I installed Ubuntu 20.04 (server/terminal) from the Windows 10 Apps store. After launching the Ubuntu Terminal via WSL2 (Windows Subsystem for Linux), I installed Ubuntu Desktop and did several steps to try and get a desktop instance of Ubuntu 20.04 launched.

In short, the steps involved editing the .bashrc file, installing Xming, and then attempting to open the Ubuntu desktop in Xming with the startxfce4 command. However, startxfce4 just doesn't open the desktop for me. I can get programs to open with grun and the file explorer to open with gopen though, so it is working partially.
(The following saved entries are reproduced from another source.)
//! Pass node payloads.

use std::collections::hash_map::DefaultHasher;
use std::hash::{Hash, Hasher};
use std::sync::Arc;

use crate::scene::Material;
use crate::types::Viewport;

use super::view::{ComputeView, RasterView};

/// A raster pass: attachments, input descriptors and the render area.
///
/// Views are kept in declaration order, which is also the attachment order
/// of the render pass object built for it.
#[derive(Debug, Clone, PartialEq, Default)]
pub struct RasterPass {
    pub width: u32,
    pub height: u32,
    /// Explicit render area. An all-zero viewport means "full target".
    pub viewport: Viewport,
    /// Draw the statistics overlay at the end of the pass.
    pub show_statistics: bool,
    /// Attachments keyed by resource name.
    pub raster_views: Vec<(String, RasterView)>,
    /// Descriptor inputs keyed by resource name.
    pub compute_views: Vec<(String, Vec<ComputeView>)>,
}

impl RasterPass {
    pub fn new(width: u32, height: u32) -> Self {
        Self {
            width,
            height,
            ..Default::default()
        }
    }

    pub fn with_viewport(mut self, viewport: Viewport) -> Self {
        self.viewport = viewport;
        self
    }

    pub fn with_statistics(mut self, show: bool) -> Self {
        self.show_statistics = show;
        self
    }

    /// Attach a resource.
    pub fn with_raster_view(mut self, resource: impl Into<String>, view: RasterView) -> Self {
        self.raster_views.push((resource.into(), view));
        self
    }

    /// Bind a resource into one or more descriptors of the pass layout.
    pub fn with_compute_view(mut self, resource: impl Into<String>, view: ComputeView) -> Self {
        let resource = resource.into();
        match self.compute_views.iter_mut().find(|(name, _)| *name == resource) {
            Some((_, views)) => views.push(view),
            None => self.compute_views.push((resource, vec![view])),
        }
        self
    }

    /// Returns true if the explicit viewport is set.
    pub fn has_explicit_viewport(&self) -> bool {
        let v = &self.viewport;
        v.x != 0.0 || v.y != 0.0 || v.width != 0.0 || v.height != 0.0
    }

    /// Hash of the pass shape: layout name and attachment configuration.
    ///
    /// Extent, viewport and clear values are excluded so a pass keeps its
    /// cache entry across resizes.
    pub fn structural_hash(&self, layout_name: &str) -> u64 {
        let mut hasher = DefaultHasher::new();
        layout_name.hash(&mut hasher);
        self.raster_views.len().hash(&mut hasher);
        for (resource, view) in &self.raster_views {
            resource.hash(&mut hasher);
            view.slot_name.hash(&mut hasher);
            view.attachment.hash(&mut hasher);
            view.access.hash(&mut hasher);
            view.load_op.hash(&mut hasher);
            view.store_op.hash(&mut hasher);
            view.clear_flags.hash(&mut hasher);
            view.slot_id.hash(&mut hasher);
        }
        self.compute_views.len().hash(&mut hasher);
        for (resource, views) in &self.compute_views {
            resource.hash(&mut hasher);
            for view in views {
                view.name.hash(&mut hasher);
                view.access.hash(&mut hasher);
            }
        }
        hasher.finish()
    }

    /// Names of every resource the pass references.
    pub fn resource_names(&self) -> impl Iterator<Item = &str> {
        self.raster_views
            .iter()
            .map(|(name, _)| name.as_str())
            .chain(self.compute_views.iter().map(|(name, _)| name.as_str()))
    }
}

/// A subpass of a raster pass.
#[derive(Debug, Clone, PartialEq, Default)]
pub struct RasterSubpass {
    pub raster_views: Vec<(String, RasterView)>,
    pub compute_views: Vec<(String, Vec<ComputeView>)>,
}

/// A compute subpass of a raster pass.
#[derive(Debug, Clone, PartialEq, Default)]
pub struct ComputeSubpass {
    pub compute_views: Vec<(String, Vec<ComputeView>)>,
}

/// A standalone compute pass.
#[derive(Debug, Clone, PartialEq, Default)]
pub struct ComputePass {
    pub compute_views: Vec<(String, Vec<ComputeView>)>,
}

/// A compute dispatch inside a compute pass.
#[derive(Debug, Clone, Default)]
pub struct Dispatch {
    pub material: Option<Arc<Material>>,
    pub pass_index: usize,
    pub thread_groups: [u32; 3],
}

/// Source and target of a copy, move or resolve.
#[derive(Debug, Clone, PartialEq, Eq, Default)]
pub struct TransferPair {
    pub source: String,
    pub target: String,
    pub mip_levels: u32,
    pub num_slices: u32,
}

impl TransferPair {
    pub fn new(source: impl Into<String>, target: impl Into<String>) -> Self {
        Self {
            source: source.into(),
            target: target.into(),
            mip_levels: 1,
            num_slices: 1,
        }
    }
}

#[derive(Debug, Clone, PartialEq, Eq, Default)]
pub struct CopyPass {
    pub pairs: Vec<TransferPair>,
}

#[derive(Debug, Clone, PartialEq, Eq, Default)]
pub struct MovePass {
    pub pairs: Vec<TransferPair>,
}

#[derive(Debug, Clone, PartialEq, Eq, Default)]
pub struct ResolvePass {
    pub pairs: Vec<TransferPair>,
}

#[derive(Debug, Clone, PartialEq, Default)]
pub struct RaytracePass {
    pub compute_views: Vec<(String, Vec<ComputeView>)>,
}

/// Standalone clears of named resources.
#[derive(Debug, Clone, PartialEq, Default)]
pub struct ClearPass {
    pub views: Vec<(String, ComputeView)>,
}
Does anyone have any alternative suggestions to how I might get the terminal to open up the full Ubuntu Desktop? Obviously, this wasn't what Windows had in mind with WSL2, so this is kind of a reach, but any input would be helpful. Could I somehow do this from the file explorer or with a program that could be opened from grun or gopen?

  • "startxfce4" starts the xfce4 or xubuntu desktop. If you installed ubuntu desktop it will not open that I think. I run Xubuntu and start the desktop with "startxfce4". Nov 15, 2020 at 16:01

2 Answers 2


I managed to get the full Ubuntu 20.04 Unity desktop GUI running using VcXsrv by installing the GNOME Desktop the ubuntu-wsl2-systemd-script and then appending a script to my ~/.bashrc file.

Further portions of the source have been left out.